Abstract [ Reference]

In binary classification supervised machine learning, the label represents a class that describes whether the observed item is or is not an instance of a specific class.

  • Predict one of two mutually exclusive outcomes.
  • Example: whether a patient is at risk for diabetes based on weight, age, blood glucose level, etc.

Training Binary Classification Models

  • Use an algorithm to fit the training data to a function that calculates the probability of the class label being $true$.
  • The total probability of all classes is $1.0$.

Logistic Regression Algorithm

A binary classification algorithm that derives a sigmoid (S-shaped) function:

A logistic regression

  • Despite the name, it is a classification algorithm, not a regression algorithm.
  • The function the algorithm produces describes the probability of $y$ being $true$ for a given value of $x$: $f(x)=P(y=1 | x)$

Binary Classification Model Evaluation Metrics

Confusion Matrix

A matrix of the number of correct and incorrect predictions for each possible label class:

A confusion matrix

  • Where
    • $y=0$ and $\hat{y}=0$ — true negatives ($TN$)
    • $y=0$ and $\hat{y}=1$ — false positive ($FP$)
    • $y=1$ and $\hat{y}=0$ — false negatives ($FN$)
    • $y=1$ and $\hat{y}=1$ — true positives ($TP$)
  • The correct (true) predictions are from top left to bottom right.

Accuracy

The proportion of predictions that are correct.

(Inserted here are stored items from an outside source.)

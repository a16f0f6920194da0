//! Day-count arithmetic over decomposed dates of any supported year.
//!
//! [`shift_date`] moves a date by a signed number of days and [`date_diff`]
//! measures the signed distance between two dates. Neither walks day by day.
//! Both work in tiers:
//!
//! 1. Inside the standard range the host records answer directly.
//! 2. Spans that stay within a month or a year are handled field by field.
//! 3. Spans of at most [`EXACT_YEAR_THRESHOLD`] years are consumed one
//!    year at a time using each year's real length.
//! 4. Longer spans are estimated with [`MEAN_YEAR_DAYS`] and skipped in whole
//!    400 year Gregorian cycles. Every run of 400 consecutive years holds
//!    exactly [`DAYS_IN_GREGORIAN_CYCLE`] days, so the skip is exact and the
//!    remainder falls back into the tiers above.

use num_traits::ToPrimitive;

use crate::{
    calendar::{day_of_year_unchecked, days_in_month_unchecked, days_in_year},
    codec,
    iso::{is_standard_year, IsoDate},
    TemporalError, TemporalResult, EXACT_YEAR_THRESHOLD, MAX_YEAR, MEAN_YEAR_DAYS, MIN_YEAR,
};

/// The number of days in any 400 consecutive proleptic Gregorian years.
pub const DAYS_IN_GREGORIAN_CYCLE: u64 = 146_097;
const YEARS_IN_GREGORIAN_CYCLE: i64 = 400;

/// Returns whether `days` covers more than [`EXACT_YEAR_THRESHOLD`] average years.
#[inline]
fn exceeds_exact_span(days: u64) -> bool {
    days as f64 / MEAN_YEAR_DAYS > EXACT_YEAR_THRESHOLD as f64
}

#[inline]
fn host_date(year: i64, month: u8, day: u8) -> Option<IsoDate> {
    is_standard_year(year).then(|| IsoDate::new_unchecked(year as i32, month, day))
}

/// Shifts a valid date by `shift` days.
///
/// Fails with a validation error if the date is not valid, and with a range
/// error if the resulting year leaves [`MIN_YEAR`]`..=`[`MAX_YEAR`].
///
/// # Panics
///
/// Panics if the final day lands outside its month, which would mean the
/// tiers above disagree with each other.
pub fn shift_date(year: i64, month: u8, day: u8, shift: i64) -> TemporalResult<(i64, u8, u8)> {
    codec::validate_date(year, month, day)?;
    if shift == 0 {
        return Ok((year, month, day));
    }

    if let Some(date) = host_date(year, month, day) {
        if let Ok(shifted) = date.add_days(shift) {
            #[cfg(feature = "log")]
            log::trace!("shift_date: host path for {shift} days");
            return Ok((i64::from(shifted.year), shifted.month, shifted.day));
        }
    }

    let result = if shift > 0 {
        shift_forward(year, month, day, shift.unsigned_abs())
    } else {
        shift_backward(year, month, day, shift.unsigned_abs())
    };

    if !(MIN_YEAR..=MAX_YEAR).contains(&result.0) {
        return Err(TemporalError::range().with_message("shifted year exceeds the supported range."));
    }
    Ok(result)
}

fn shift_forward(mut year: i64, mut month: u8, mut day: u8, mut shift: u64) -> (i64, u8, u8) {
    // Within the current month.
    let left_in_month = u64::from(days_in_month_unchecked(year, month) - day);
    if shift <= left_in_month {
        return (year, month, day + shift as u8);
    }

    // To the first of the next month.
    shift -= left_in_month + 1;
    (year, month) = if month == 12 {
        (year + 1, 1)
    } else {
        (year, month + 1)
    };
    day = 1;

    // To the first of the next year.
    if month != 1 {
        let left_in_year =
            u64::from(days_in_year(year) - day_of_year_unchecked(year, month, day)) + 1;
        if shift >= left_in_year {
            shift -= left_in_year;
            year += 1;
            month = 1;
        }
    }

    // Whole years, only ever taken from January 1st.
    if month == 1 {
        while shift >= u64::from(days_in_year(year)) {
            let cycles = shift / DAYS_IN_GREGORIAN_CYCLE;
            if cycles > 0 && exceeds_exact_span(shift) {
                #[cfg(feature = "log")]
                log::trace!("shift_date: skipping {cycles} cycles forward");
                shift -= cycles * DAYS_IN_GREGORIAN_CYCLE;
                year += cycles as i64 * YEARS_IN_GREGORIAN_CYCLE;
            } else {
                shift -= u64::from(days_in_year(year));
                year += 1;
            }
        }
    }

    // Whole months inside the landing year.
    loop {
        let length = u64::from(days_in_month_unchecked(year, month));
        if shift < length {
            break;
        }
        shift -= length;
        month += 1;
    }

    let day = u64::from(day) + shift;
    finish(year, month, day)
}

fn shift_backward(mut year: i64, mut month: u8, mut day: u8, mut shift: u64) -> (i64, u8, u8) {
    // Within the current month.
    if shift < u64::from(day) {
        return (year, month, day - shift as u8);
    }

    // To the last day of the previous month.
    shift -= u64::from(day);
    (year, month) = if month == 1 {
        (year - 1, 12)
    } else {
        (year, month - 1)
    };
    day = days_in_month_unchecked(year, month);

    // To the last day of the previous year.
    if month != 12 {
        let elapsed_in_year = u64::from(day_of_year_unchecked(year, month, day));
        if shift >= elapsed_in_year {
            shift -= elapsed_in_year;
            year -= 1;
            month = 12;
            day = 31;
        }
    }

    // Whole years, only ever taken from December 31st.
    if month == 12 {
        while shift >= u64::from(days_in_year(year)) {
            let cycles = shift / DAYS_IN_GREGORIAN_CYCLE;
            if cycles > 0 && exceeds_exact_span(shift) {
                #[cfg(feature = "log")]
                log::trace!("shift_date: skipping {cycles} cycles backward");
                shift -= cycles * DAYS_IN_GREGORIAN_CYCLE;
                year -= cycles as i64 * YEARS_IN_GREGORIAN_CYCLE;
            } else {
                shift -= u64::from(days_in_year(year));
                year -= 1;
            }
        }
    }

    // Whole months inside the landing year, moving between month ends.
    loop {
        let length = u64::from(days_in_month_unchecked(year, month));
        if shift < length {
            break;
        }
        shift -= length;
        month -= 1;
        day = days_in_month_unchecked(year, month);
    }

    let day = u64::from(day) - shift;
    finish(year, month, day)
}

fn finish(year: i64, month: u8, day: u64) -> (i64, u8, u8) {
    let in_month = (1..=u64::from(days_in_month_unchecked(year, month))).contains(&day);
    if !in_month {
        #[cfg(feature = "log")]
        log::error!("shift_date: day {day} overflowed {year}-{month}");
    }
    assert!(
        in_month,
        "shift_date produced a day outside its month; this is an implementation error."
    );
    (year, month, day as u8)
}

/// Returns the signed number of days from the second date to the first.
///
/// Fails with a validation error if either date is not valid, and with a
/// range error if the distance does not fit in an `i64`.
pub fn date_diff(
    year_one: i64,
    month_one: u8,
    day_one: u8,
    year_two: i64,
    month_two: u8,
    day_two: u8,
) -> TemporalResult<i64> {
    codec::validate_date(year_one, month_one, day_one)?;
    codec::validate_date(year_two, month_two, day_two)?;

    if let (Some(one), Some(two)) = (
        host_date(year_one, month_one, day_one),
        host_date(year_two, month_two, day_two),
    ) {
        #[cfg(feature = "log")]
        log::trace!("date_diff: host path");
        return Ok(one.days_since(&two));
    }

    let first = (year_one, day_of_year_unchecked(year_one, month_one, day_one));
    let second = (year_two, day_of_year_unchecked(year_two, month_two, day_two));
    let (later, earlier, sign) = match first.cmp(&second) {
        core::cmp::Ordering::Equal => return Ok(0),
        core::cmp::Ordering::Greater => (first, second, 1),
        core::cmp::Ordering::Less => (second, first, -1),
    };

    let mut days = i128::from(later.1) - i128::from(earlier.1);
    let mut year = earlier.0;
    while year < later.0 {
        let remaining = later.0 - year;
        if remaining > EXACT_YEAR_THRESHOLD {
            let cycles = remaining / YEARS_IN_GREGORIAN_CYCLE;
            #[cfg(feature = "log")]
            log::trace!("date_diff: summing {cycles} cycles");
            days += i128::from(cycles) * i128::from(DAYS_IN_GREGORIAN_CYCLE);
            year += cycles * YEARS_IN_GREGORIAN_CYCLE;
        } else {
            days += i128::from(days_in_year(year));
            year += 1;
        }
    }

    (days * sign)
        .to_i64()
        .ok_or(TemporalError::range().with_message("date difference exceeds the i64 range."))
}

  • (TN + TP) / (TN+FN+FP+TP)
  • Can be misleading. Consider: 11% of the population has diabetes. If a model always predicts 0, it would achieve an accuracy of 89%.
    • Accuracy does not distinguish how well the model performs at predicting $1$ for positive cases and $0$ for negative cases.

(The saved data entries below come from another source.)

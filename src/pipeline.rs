//! File in, files out: decode, slice or resize, encode, name.

use crate::bitmap::{BitmapSource, ImageDecoder};
use crate::options::{OutputFormat, SectionOptions, ThumbnailSpec};
use crate::scale::scale_for_section;
use crate::section::{compute_sections, materialize, Section};
use crate::surface::{DrawSurfaceFactory, RasterSurfaceFactory};
use crate::thumbnail::render_whole_image;
use crate::{Bitmap, Result};
use chrono::{DateTime, Utc};
use std::borrow::Cow;
use std::path::{Path, PathBuf};

const OCTET_STREAM: &str = "application/octet-stream";

/// A named blob of image bytes with a MIME type and timestamp.
#[derive(Debug, Clone, PartialEq, Eq)]
pub struct ImageFile {
    pub name: String,
    pub mime: String,
    pub bytes: Vec<u8>,
    pub last_modified: DateTime<Utc>,
}

impl ImageFile {
    /// Wrap `bytes`, sniffing the MIME type from their content.
    pub fn new(name: impl Into<String>, bytes: Vec<u8>) -> Self {
        let mime = image::guess_format(&bytes)
            .map(|f| f.to_mime_type())
            .unwrap_or(OCTET_STREAM);
        Self {
            name: name.into(),
            mime: mime.to_string(),
            bytes,
            last_modified: Utc::now(),
        }
    }

    pub fn read(path: impl AsRef<Path>) -> Result<Self> {
        let path = path.as_ref();
        let bytes = std::fs::read(path)?;
        let name = path
            .file_name()
            .map(|n| n.to_string_lossy().into_owned())
            .unwrap_or_default();
        Ok(Self::new(name, bytes))
    }

    /// Write into `dir` under the file's own name.
    pub fn write_to(&self, dir: impl AsRef<Path>) -> Result<PathBuf> {
        let path = dir.as_ref().join(&self.name);
        std::fs::write(&path, &self.bytes)?;
        Ok(path)
    }
}

/// Decodes files, cuts or resizes them and encodes the results.
#[derive(Debug, Clone)]
pub struct FilePipeline<S = ImageDecoder, F = RasterSurfaceFactory> {
    source: S,
    factory: F,
    format: OutputFormat,
}

impl FilePipeline {
    /// Pipeline over the `image` crate decoder and raster surfaces.
    pub fn new() -> Self {
        Self::with_parts(ImageDecoder, RasterSurfaceFactory::default())
    }
}

impl Default for FilePipeline {
    fn default() -> Self {
        Self::new()
    }
}

impl<S: BitmapSource, F: DrawSurfaceFactory> FilePipeline<S, F> {
    pub fn with_parts(source: S, factory: F) -> Self {
        Self { source, factory, format: OutputFormat::default() }
    }

    pub fn with_format(mut self, format: OutputFormat) -> Self {
        self.format = format;
        self
    }

    pub fn format(&self) -> &OutputFormat {
        &self.format
    }

    /// Cut `file` into sections, returned in section order.
    ///
    /// Any section that fails to encode fails the whole call.
    pub fn section_file(&self, file: &ImageFile, options: &SectionOptions) -> Result<Vec<ImageFile>> {
        let bitmap = scale_for_section(self.source.decode(file)?, options);
        let sections = compute_sections(
            bitmap.size(),
            options.governing_size(),
            options.cut_direction,
            options.geometry,
        );
        let blobs = self.encode_sections(&bitmap, &sections)?;
        let ext = self.format.mime.extension();
        let files: Vec<ImageFile> = blobs
            .into_iter()
            .enumerate()
            .map(|(i, bytes)| self.wrap(format!("section-{i}.{ext}"), bytes))
            .collect();
        log::info!("{} cut into {} section(s)", file.name, files.len());
        Ok(files)
    }

    /// Resize `file` as described by `spec`.
    ///
    /// An empty spec hands back the input itself without decoding it.
    pub fn thumbnail_file<'a>(&self, file: &'a ImageFile, spec: &ThumbnailSpec) -> Result<Cow<'a, ImageFile>> {
        if spec.is_empty() {
            log::warn!("no thumbnail size given for {}, passing it through", file.name);
            return Ok(Cow::Borrowed(file));
        }
        let bitmap = self.source.decode(file)?;
        let surface = render_whole_image(&self.factory, &bitmap, spec);
        let bytes = self.encode_surface(&surface)?;
        let thumb = self.wrap(format!("thumb-image.{}", self.format.mime.extension()), bytes);
        log::info!("{} -> {} ({} bytes)", file.name, thumb.name, thumb.bytes.len());
        Ok(Cow::Owned(thumb))
    }

    /// Encode one surface with the pipeline's output format.
    pub fn encode_surface(&self, surface: &F::Surface) -> Result<Vec<u8>> {
        self.factory.encode(surface, &self.format)
    }

    // Sections are independent; collecting keeps them in section order.
    #[cfg(not(target_arch = "wasm32"))]
    fn encode_sections(&self, bitmap: &Bitmap, sections: &[Section]) -> Result<Vec<Vec<u8>>> {
        use rayon::prelude::*;
        let (factory, format) = (&self.factory, &self.format);
        sections
            .par_iter()
            .map(|section| factory.encode(&materialize(factory, bitmap, section), format))
            .collect()
    }

    #[cfg(target_arch = "wasm32")]
    fn encode_sections(&self, bitmap: &Bitmap, sections: &[Section]) -> Result<Vec<Vec<u8>>> {
        sections
            .iter()
            .map(|section| self.encode_surface(&materialize(&self.factory, bitmap, section)))
            .collect()
    }

    fn wrap(&self, name: String, bytes: Vec<u8>) -> ImageFile {
        ImageFile {
            name,
            mime: self.format.mime.as_str().to_string(),
            bytes,
            last_modified: Utc::now(),
        }
    }
}

#[cfg(test)]
mod tests {
    use super::*;
    use crate::geometry::{Dimensions, Rect};
    use crate::SectionError;
    use image::RgbaImage;
    use std::num::NonZeroU32;

    fn png(w: u32, h: u32) -> ImageFile {
        let factory = RasterSurfaceFactory::default();
        let bytes = factory.encode(&RgbaImage::new(w, h), &OutputFormat::default()).unwrap();
        ImageFile::new("big.png", bytes)
    }

    /// Factory whose encoder never yields anything.
    struct Mute;

    impl DrawSurfaceFactory for Mute {
        type Surface = Dimensions;

        fn create(&self, dims: Dimensions) -> Dimensions {
            dims
        }

        fn draw(&self, _: &mut Dimensions, _: &Bitmap, _: Rect, _: Rect) {}

        fn encode(&self, _: &Dimensions, _: &OutputFormat) -> Result<Vec<u8>> {
            Err(SectionError::Encoding("no data".into()))
        }
    }

    #[test]
    fn image_file_sniffs_mime() {
        assert_eq!(png(2, 2).mime, "image/png");
        assert_eq!(ImageFile::new("x", vec![1, 2, 3]).mime, OCTET_STREAM);
    }

    #[test]
    fn sections_are_named_in_order() {
        let opts = SectionOptions { section_height: NonZeroU32::new(100).unwrap(), ..Default::default() };
        let files = FilePipeline::new().section_file(&png(30, 320), &opts).unwrap();
        let names: Vec<&str> = files.iter().map(|f| f.name.as_str()).collect();
        assert_eq!(names, ["section-0.png", "section-1.png", "section-2.png", "section-3.png"]);
        assert!(files.iter().all(|f| f.mime == "image/png"));

        let last = image::load_from_memory(&files[3].bytes).unwrap();
        assert_eq!((last.width(), last.height()), (30, 20));
    }

    #[test]
    fn one_failing_encode_fails_the_batch() {
        let pipeline = FilePipeline::with_parts(ImageDecoder, Mute);
        let err = pipeline.section_file(&png(10, 500), &SectionOptions::default()).unwrap_err();
        assert!(matches!(err, SectionError::Encoding(_)));
    }

    #[test]
    fn decode_failure_surfaces() {
        let file = ImageFile::new("broken.png", vec![0x89, b'P', b'N', b'G']);
        let err = FilePipeline::new().section_file(&file, &SectionOptions::default()).unwrap_err();
        assert!(matches!(err, SectionError::Decode(_)));
    }

    #[test]
    fn empty_thumbnail_spec_passes_file_through() {
        let file = png(10, 10);
        let out = FilePipeline::new().thumbnail_file(&file, &ThumbnailSpec::new(0, 0)).unwrap();
        assert!(matches!(out, Cow::Borrowed(f) if std::ptr::eq(f, &file)));
    }

    #[test]
    fn thumbnail_is_resized_and_renamed() {
        let file = png(200, 100);
        let out = FilePipeline::new().thumbnail_file(&file, &ThumbnailSpec::new(50, 0)).unwrap();
        assert_eq!(out.name, "thumb-image.png");
        let decoded = image::load_from_memory(&out.bytes).unwrap();
        assert_eq!((decoded.width(), decoded.height()), (50, 25));
    }

    #[test]
    fn output_format_sets_extension_and_mime() {
        let format = OutputFormat::resolve(Some("image/jpeg"), Some(0.9)).unwrap();
        let pipeline = FilePipeline::new().with_format(format);
        let files = pipeline.section_file(&png(8, 150), &SectionOptions::default()).unwrap();
        assert_eq!(files[0].name, "section-0.jpg");
        assert_eq!(files[1].mime, "image/jpeg");
    }

    #[test]
    fn decoder_reads_encoded_png() {
        let bmp = ImageDecoder.decode(&png(7, 3)).unwrap();
        assert_eq!(bmp.size().natural, Dimensions::new(7, 3));
    }
}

Recall (aka True Positive Rate (TPR))

  • The proportion of positive cases that the model identified correctly.
  • (TP / (TP + FN)
  • From the number of patients who have diabetes, the number the model predicted to have diabetes.

Precision

  • Similar to Recall
  • The proportion of predicted positive cases where the true label is actually positive.
  • (TP / (TP + FP))
  • From the number of patients the model predicted to have diabetes, the number that have diabetes.

F1-score

An overall metric that combines recall and precision.

  • (2x Precision x Recall) / (Precision + Recall)

False Positive Rate (FPR)

  • FP / (FP + TN)

Received operator characteristic (ROC) curve

Compares the TPR and FPR for every possible threshold value between 0.0 and 1.0:

A ROC curve

  • Area Under the Curve (AUC)
    • A perfect model would go straight up the TPR axis then across the FPR axis.
    • The dotted blue line represents the results that would be achieved by randomly guessing a binary label (50%).
      • Any AUC higher than 0.5 indicates the model performs better at the prediction that random guessing.